BEGIN SOURCE RECORDS

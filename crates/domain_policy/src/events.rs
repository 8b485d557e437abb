//! Domain events for quotes and policies
//!
//! Aggregates record events as they change; the services drain them with
//! `take_events()` after a successful write and log them.

use chrono::{DateTime, Utc};
use serde::{Deserialize, Serialize};

use core_kernel::{DocumentNumber, EndorsementId, Money, PolicyId, QuoteId};

use crate::endorsement::EndorsementType;

/// Domain events emitted by the Quote and Policy aggregates
#[derive(Debug, Clone, PartialEq, Eq, Serialize, Deserialize)]
pub enum PolicyEvent {
    /// A priced quote has been issued
    QuoteGenerated {
        quote_id: QuoteId,
        quote_number: DocumentNumber,
        total_premium: Money,
        expiry_date: DateTime<Utc>,
        timestamp: DateTime<Utc>,
    },

    QuoteAccepted {
        quote_id: QuoteId,
        timestamp: DateTime<Utc>,
    },

    QuoteRejected {
        quote_id: QuoteId,
        timestamp: DateTime<Utc>,
    },

    /// The quote has been claimed by a policy
    QuoteConverted {
        quote_id: QuoteId,
        policy_id: PolicyId,
        timestamp: DateTime<Utc>,
    },

    /// A draft policy has been created from a quote
    PolicyIssued {
        policy_id: PolicyId,
        policy_number: DocumentNumber,
        quote_id: Option<QuoteId>,
        timestamp: DateTime<Utc>,
    },

    /// Payment received, policy in force
    PolicyActivated {
        policy_id: PolicyId,
        payment_reference: String,
        timestamp: DateTime<Utc>,
    },

    PolicySuspended {
        policy_id: PolicyId,
        reason: String,
        timestamp: DateTime<Utc>,
    },

    PolicyCancelled {
        policy_id: PolicyId,
        reason: String,
        timestamp: DateTime<Utc>,
    },

    /// An endorsement has been appended
    EndorsementApplied {
        policy_id: PolicyId,
        endorsement_id: EndorsementId,
        endorsement_number: DocumentNumber,
        endorsement_type: EndorsementType,
        premium_adjustment: Money,
        timestamp: DateTime<Utc>,
    },
}

impl PolicyEvent {
    /// Returns the timestamp of this event
    pub fn timestamp(&self) -> DateTime<Utc> {
        match self {
            PolicyEvent::QuoteGenerated { timestamp, .. } => *timestamp,
            PolicyEvent::QuoteAccepted { timestamp, .. } => *timestamp,
            PolicyEvent::QuoteRejected { timestamp, .. } => *timestamp,
            PolicyEvent::QuoteConverted { timestamp, .. } => *timestamp,
            PolicyEvent::PolicyIssued { timestamp, .. } => *timestamp,
            PolicyEvent::PolicyActivated { timestamp, .. } => *timestamp,
            PolicyEvent::PolicySuspended { timestamp, .. } => *timestamp,
            PolicyEvent::PolicyCancelled { timestamp, .. } => *timestamp,
            PolicyEvent::EndorsementApplied { timestamp, .. } => *timestamp,
        }
    }

    /// Returns the event type name
    pub fn event_type(&self) -> &'static str {
        match self {
            PolicyEvent::QuoteGenerated { .. } => "QuoteGenerated",
            PolicyEvent::QuoteAccepted { .. } => "QuoteAccepted",
            PolicyEvent::QuoteRejected { .. } => "QuoteRejected",
            PolicyEvent::QuoteConverted { .. } => "QuoteConverted",
            PolicyEvent::PolicyIssued { .. } => "PolicyIssued",
            PolicyEvent::PolicyActivated { .. } => "PolicyActivated",
            PolicyEvent::PolicySuspended { .. } => "PolicySuspended",
            PolicyEvent::PolicyCancelled { .. } => "PolicyCancelled",
            PolicyEvent::EndorsementApplied { .. } => "EndorsementApplied",
        }
    }
}
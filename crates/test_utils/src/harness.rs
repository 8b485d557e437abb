//! Service harness
//!
//! Wires the quote, policy and claim services to the in-memory adapters and a
//! manual clock, with one client, product and vehicle already registered.

use std::sync::Arc;

use chrono::{DateTime, Utc};
use core_kernel::{
    ClientId, ManualClock, ProductId, RecordStore, ServiceContext, Timezone, VehicleCategoryId,
    VehicleMakeId, VehicleModelId,
};
use domain_claims::ClaimService;
use domain_policy::{EndorsementSettings, Policy, PolicyService, Quote, QuoteService};
use domain_rating::{MotorCoverage, RatingEngine};
use infra_store::{
    InMemoryRecordStore, InMemoryReferenceData, InMemorySequenceGenerator, PolicyStoreLookup,
};

use crate::builders::QuoteRequestBuilder;
use crate::fixtures::{TemporalFixtures, VehicleFixtures};

/// Fully wired services over in-memory state
pub struct TestHarness {
    pub clock: Arc<ManualClock>,
    pub sequences: InMemorySequenceGenerator,
    pub reference: InMemoryReferenceData,
    pub quotes: InMemoryRecordStore<Quote>,
    pub policies: InMemoryRecordStore<Policy>,
    pub claims: InMemoryRecordStore<domain_claims::Claim>,
    pub quote_service: QuoteService,
    pub policy_service: PolicyService,
    pub claim_service: ClaimService,
    pub client_id: ClientId,
    pub product_id: ProductId,
    pub category_id: VehicleCategoryId,
    pub make_id: VehicleMakeId,
    pub model_id: VehicleModelId,
}

impl TestHarness {
    /// Harness with default endorsement pricing (re-rating)
    pub async fn new() -> Self {
        Self::with_endorsement_settings(EndorsementSettings::default()).await
    }

    pub async fn with_endorsement_settings(settings: EndorsementSettings) -> Self {
        let clock = Arc::new(ManualClock::new(TemporalFixtures::now()));
        let sequences = InMemorySequenceGenerator::new();
        let reference = InMemoryReferenceData::with_standard_catalogue().await;
        let quotes = InMemoryRecordStore::<Quote>::new();
        let policies = InMemoryRecordStore::<Policy>::new();
        let claims = InMemoryRecordStore::<domain_claims::Claim>::new();

        let client_id = ClientId::new();
        let product_id = ProductId::new();
        let category_id = VehicleCategoryId::new();
        let make_id = VehicleMakeId::new();
        let model_id = VehicleModelId::new();
        reference.add_client(client_id).await;
        reference.add_product(product_id).await;
        reference.add_vehicle(category_id, make_id, model_id).await;

        let context = ServiceContext::new(Arc::new(sequences.clone()), clock.clone(), Timezone::default());
        let engine = RatingEngine::with_defaults();
        let policy_store: Arc<dyn RecordStore<Policy>> = Arc::new(policies.clone());

        let quote_service = QuoteService::new(
            Arc::new(quotes.clone()),
            Arc::new(reference.clone()),
            engine.clone(),
            context.clone(),
        );
        let policy_service = PolicyService::new(
            policy_store.clone(),
            Arc::new(quotes.clone()),
            Arc::new(reference.clone()),
            engine,
            context.clone(),
        )
        .with_endorsement_settings(settings);
        let claim_service = ClaimService::new(
            Arc::new(claims.clone()),
            Arc::new(PolicyStoreLookup::new(policy_store)),
            context,
        );

        Self {
            clock,
            sequences,
            reference,
            quotes,
            policies,
            claims,
            quote_service,
            policy_service,
            claim_service,
            client_id,
            product_id,
            category_id,
            make_id,
            model_id,
        }
    }

    pub fn now(&self) -> DateTime<Utc> {
        use core_kernel::Clock;
        self.clock.now()
    }

    /// Quote request for the registered client, product and vehicle
    pub fn quote_request(&self) -> QuoteRequestBuilder {
        QuoteRequestBuilder::new()
            .client(self.client_id)
            .product(self.product_id)
            .vehicle(VehicleFixtures::saloon(self.category_id, self.make_id, self.model_id))
    }

    /// Catalogue coverage by code
    ///
    /// # Panics
    ///
    /// Panics if the code is not in the standard catalogue
    pub async fn coverage(&self, code: &str) -> MotorCoverage {
        self.reference
            .coverage_by_code(code)
            .await
            .unwrap_or_else(|| panic!("unknown coverage code {}", code))
    }

    /// Generates, accepts and converts a quote with the given coverages
    pub async fn issue_policy(&self, coverage_codes: &[&str]) -> Policy {
        let mut coverage_ids = Vec::new();
        for code in coverage_codes {
            coverage_ids.push(self.coverage(code).await.id);
        }
        let quote = self
            .quote_service
            .create(self.quote_request().coverages(coverage_ids).build())
            .await
            .expect("quote should be generated");
        self.quote_service.accept(quote.id()).await.expect("quote should be accepted");
        self.policy_service
            .convert_from_quote(quote.id())
            .await
            .expect("quote should convert")
    }

    /// Issues and activates a policy
    pub async fn active_policy(&self, coverage_codes: &[&str]) -> Policy {
        let policy = self.issue_policy(coverage_codes).await;
        self.policy_service
            .activate(policy.id(), "PAY-TEST-001")
            .await
            .expect("policy should activate")
    }
}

END SOURCE RECORDS

TASK DETAILS:
How many lines of the entries contain the string "TemporalFixtures"? Answer with a number and no other words.

ANSWER TO THIS TASK:
2